╔══
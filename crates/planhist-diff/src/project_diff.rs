use std::sync::Arc;

use chrono::{DateTime, Utc};
use tracing::debug;

use planhist_history::{VersionHistory, VersionId, VersionInfo};
use planhist_types::attrs::AttrKind;
use planhist_types::{NodeId, ProjectSnapshot, TeamRoster, TreeKind};

use crate::content::ContentTree;
use crate::error::DiffResult;
use crate::tree_diff::{NodeChange, TreeDiff};

/// The diff of one tree across one version transition (A before, B after).
///
/// Changes are attributed to B's author and timestamp. When A and B are not
/// adjacent (merged consecutive versions), nodes created and removed between
/// them never appear in either snapshot and so never surface as changes.
#[derive(Clone, Debug)]
pub struct ProjectDiff {
    version_a: VersionInfo,
    version_b: VersionInfo,
    diff: TreeDiff,
}

impl ProjectDiff {
    /// Fetch both snapshots and diff them.
    ///
    /// Snapshots already held by `prior` are reused instead of fetched. If
    /// the oldest version in history has no retained snapshot it is treated
    /// as an empty project; any other missing snapshot is returned as a
    /// not-found error.
    pub fn compute<H: VersionHistory + ?Sized>(
        history: &H,
        version_a: &VersionInfo,
        version_b: &VersionInfo,
        kind: TreeKind,
        prior: Option<&ProjectDiff>,
    ) -> DiffResult<Self> {
        let snapshot_a = load_snapshot(history, version_a, prior)?;
        let snapshot_b = load_snapshot(history, version_b, prior)?;
        Self::from_snapshots(
            version_a.clone(),
            version_b.clone(),
            snapshot_a,
            snapshot_b,
            kind,
        )
    }

    /// Diff two snapshots that are already in memory.
    pub fn from_snapshots(
        version_a: VersionInfo,
        version_b: VersionInfo,
        snapshot_a: Arc<ProjectSnapshot>,
        snapshot_b: Arc<ProjectSnapshot>,
        kind: TreeKind,
    ) -> DiffResult<Self> {
        let remap = snapshot_b.team().initials_changes(snapshot_a.team());
        if !remap.is_empty() {
            debug!(version = %version_b.id, renamed = remap.len(), "remapping changed initials");
        }
        let base = ContentTree::with_initials_remap(snapshot_a, kind, &remap)?;
        let modified = ContentTree::new(snapshot_b, kind)?;
        let diff = TreeDiff::compute(base, modified);
        debug!(
            from = %version_a.id,
            to = %version_b.id,
            tree = %kind,
            changes = diff.len(),
            "computed diff"
        );
        Ok(Self {
            version_a,
            version_b,
            diff,
        })
    }

    pub fn version_a(&self) -> &VersionInfo {
        &self.version_a
    }

    pub fn version_b(&self) -> &VersionInfo {
        &self.version_b
    }

    /// Nominal author of the transition.
    pub fn author(&self) -> &str {
        &self.version_b.author
    }

    pub fn timestamp(&self) -> DateTime<Utc> {
        self.version_b.timestamp
    }

    /// The team as of version B.
    pub fn team(&self) -> &TeamRoster {
        self.diff.modified().team()
    }

    /// Display name for a member's initials, looked up in B's team, then
    /// A's team.
    pub fn member_name(&self, initials: &str) -> String {
        self.diff
            .modified()
            .team()
            .by_initials(initials)
            .or_else(|| self.diff.base().team().by_initials(initials))
            .map(|m| m.name.clone())
            .unwrap_or_else(|| initials.to_string())
    }

    /// Classify a changed attribute against B's team, falling back to A's
    /// for members who left.
    pub fn classify<'a>(&self, attr: &'a str) -> AttrKind<'a> {
        match self.diff.modified().classify(attr) {
            AttrKind::Other => self.diff.base().classify(attr),
            kind => kind,
        }
    }

    pub fn kind(&self) -> TreeKind {
        self.diff.modified().kind()
    }

    pub fn tree_diff(&self) -> &TreeDiff {
        &self.diff
    }

    pub fn changes(&self) -> &[NodeChange] {
        self.diff.changes()
    }

    pub fn base(&self) -> &ContentTree {
        self.diff.base()
    }

    pub fn modified(&self) -> &ContentTree {
        self.diff.modified()
    }

    pub fn is_empty(&self) -> bool {
        self.diff.is_empty()
    }

    /// Full name of a node's path in whichever snapshot holds it.
    pub fn node_path(&self, id: NodeId) -> String {
        let modified = self.diff.modified().tree();
        if modified.contains(id) {
            modified.path(id)
        } else {
            self.diff.base().tree().path(id)
        }
    }

    /// A snapshot this diff already holds for `version`, if any.
    pub fn snapshot_for(&self, version: &VersionId) -> Option<&Arc<ProjectSnapshot>> {
        if *version == self.version_b.id {
            Some(self.diff.modified().snapshot())
        } else if *version == self.version_a.id {
            Some(self.diff.base().snapshot())
        } else {
            None
        }
    }
}

fn load_snapshot<H: VersionHistory + ?Sized>(
    history: &H,
    version: &VersionInfo,
    prior: Option<&ProjectDiff>,
) -> DiffResult<Arc<ProjectSnapshot>> {
    if let Some(snapshot) = prior.and_then(|p| p.snapshot_for(&version.id)) {
        return Ok(Arc::clone(snapshot));
    }
    match history.fetch_snapshot(&version.id) {
        Ok(snapshot) => Ok(Arc::new(snapshot)),
        Err(e) if e.is_not_found() => {
            let oldest = history.versions_oldest_first()?.into_iter().next();
            if oldest.is_some_and(|v| v.id == version.id) {
                debug!(version = %version.id, "no snapshot for first version; using empty project");
                Ok(Arc::new(ProjectSnapshot::empty()))
            } else {
                Err(e.into())
            }
        }
        Err(e) => Err(e.into()),
    }
}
╚══
Would you restate each of the entries word for word?

- _Result_
filename crates/planhist-diff/src/project_diff.rs
use std::sync::Arc;

use chrono::{DateTime, Utc};
use tracing::debug;

use planhist_history::{VersionHistory, VersionId, VersionInfo};
use planhist_types::attrs::AttrKind;
use planhist_types::{NodeId, ProjectSnapshot, TeamRoster, TreeKind};

use crate::content::ContentTree;
use crate::error::DiffResult;
use crate::tree_diff::{NodeChange, TreeDiff};

/// The diff of one tree across one version transition (A before, B after).
///
/// Changes are attributed to B's author and timestamp. When A and B are not
/// adjacent (merged consecutive versions), nodes created and removed between
/// them never appear in either snapshot and so never surface as changes.
#[derive(Clone, Debug)]
pub struct ProjectDiff {
    version_a: VersionInfo,
    version_b: VersionInfo,
    diff: TreeDiff,
}

impl ProjectDiff {
    /// Fetch both snapshots and diff them.
    ///
    /// Snapshots already held by `prior` are reused instead of fetched. If
    /// the oldest version in history has no retained snapshot it is treated
    /// as an empty project; any other missing snapshot is returned as a
    /// not-found error.
    pub fn compute<H: VersionHistory + ?Sized>(
        history: &H,
        version_a: &VersionInfo,
        version_b: &VersionInfo,
        kind: TreeKind,
        prior: Option<&ProjectDiff>,
    ) -> DiffResult<Self> {
        let snapshot_a = load_snapshot(history, version_a, prior)?;
        let snapshot_b = load_snapshot(history, version_b, prior)?;
        Self::from_snapshots(
            version_a.clone(),
            version_b.clone(),
            snapshot_a,
            snapshot_b,
            kind,
        )
    }

    /// Diff two snapshots that are already in memory.
    pub fn from_snapshots(
        version_a: VersionInfo,
        version_b: VersionInfo,
        snapshot_a: Arc<ProjectSnapshot>,
        snapshot_b: Arc<ProjectSnapshot>,
        kind: TreeKind,
    ) -> DiffResult<Self> {
        let remap = snapshot_b.team().initials_changes(snapshot_a.team());
        if !remap.is_empty() {
            debug!(version = %version_b.id, renamed = remap.len(), "remapping changed initials");
        }
        let base = ContentTree::with_initials_remap(snapshot_a, kind, &remap)?;
        let modified = ContentTree::new(snapshot_b, kind)?;
        let diff = TreeDiff::compute(base, modified);
        debug!(
            from = %version_a.id,
            to = %version_b.id,
            tree = %kind,
            changes = diff.len(),
            "computed diff"
        );
        Ok(Self {
            version_a,
            version_b,
            diff,
        })
    }

    pub fn version_a(&self) -> &VersionInfo {
        &self.version_a
    }

    pub fn version_b(&self) -> &VersionInfo {
        &self.version_b
    }

    /// Nominal author of the transition.
    pub fn author(&self) -> &str {
        &self.version_b.author
    }

    pub fn timestamp(&self) -> DateTime<Utc> {
        self.version_b.timestamp
    }

    /// The team as of version B.
    pub fn team(&self) -> &TeamRoster {
        self.diff.modified().team()
    }

    /// Display name for a member's initials, looked up in B's team, then
    /// A's team.
    pub fn member_name(&self, initials: &str) -> String {
        self.diff
            .modified()
            .team()
            .by_initials(initials)
            .or_else(|| self.diff.base().team().by_initials(initials))
            .map(|m| m.name.clone())
            .unwrap_or_else(|| initials.to_string())
    }

    /// Classify a changed attribute against B's team, falling back to A's
    /// for members who left.
    pub fn classify<'a>(&self, attr: &'a str) -> AttrKind<'a> {
        match self.diff.modified().classify(attr) {
            AttrKind::Other => self.diff.base().classify(attr),
            kind => kind,
        }
    }

    pub fn kind(&self) -> TreeKind {
        self.diff.modified().kind()
    }

    pub fn tree_diff(&self) -> &TreeDiff {
        &self.diff
    }

    pub fn changes(&self) -> &[NodeChange] {
        self.diff.changes()
    }

    pub fn base(&self) -> &ContentTree {
        self.diff.base()
    }

    pub fn modified(&self) -> &ContentTree {
        self.diff.modified()
    }

    pub fn is_empty(&self) -> bool {
        self.diff.is_empty()
    }

    /// Full name of a node's path in whichever snapshot holds it.
    pub fn node_path(&self, id: NodeId) -> String {
        let modified = self.diff.modified().tree();
        if modified.contains(id) {
            modified.path(id)
        } else {
            self.diff.base().tree().path(id)
        }
    }

    /// A snapshot this diff already holds for `version`, if any.
    pub fn snapshot_for(&self, version: &VersionId) -> Option<&Arc<ProjectSnapshot>> {
        if *version == self.version_b.id {
            Some(self.diff.modified().snapshot())
        } else if *version == self.version_a.id {
            Some(self.diff.base().snapshot())
        } else {
            None
        }
    }
}

fn load_snapshot<H: VersionHistory + ?Sized>(
    history: &H,
    version: &VersionInfo,
    prior: Option<&ProjectDiff>,
) -> DiffResult<Arc<ProjectSnapshot>> {
    if let Some(snapshot) = prior.and_then(|p| p.snapshot_for(&version.id)) {
        return Ok(Arc::clone(snapshot));
    }
    match history.fetch_snapshot(&version.id) {
        Ok(snapshot) => Ok(Arc::new(snapshot)),
        Err(e) if e.is_not_found() => {
            let oldest = history.versions_oldest_first()?.into_iter().next();
            if oldest.is_some_and(|v| v.id == version.id) {
                debug!(version = %version.id, "no snapshot for first version; using empty project");
                Ok(Arc::new(ProjectSnapshot::empty()))
            } else {
                Err(e.into())
            }
        }
        Err(e) => Err(e.into()),
    }
}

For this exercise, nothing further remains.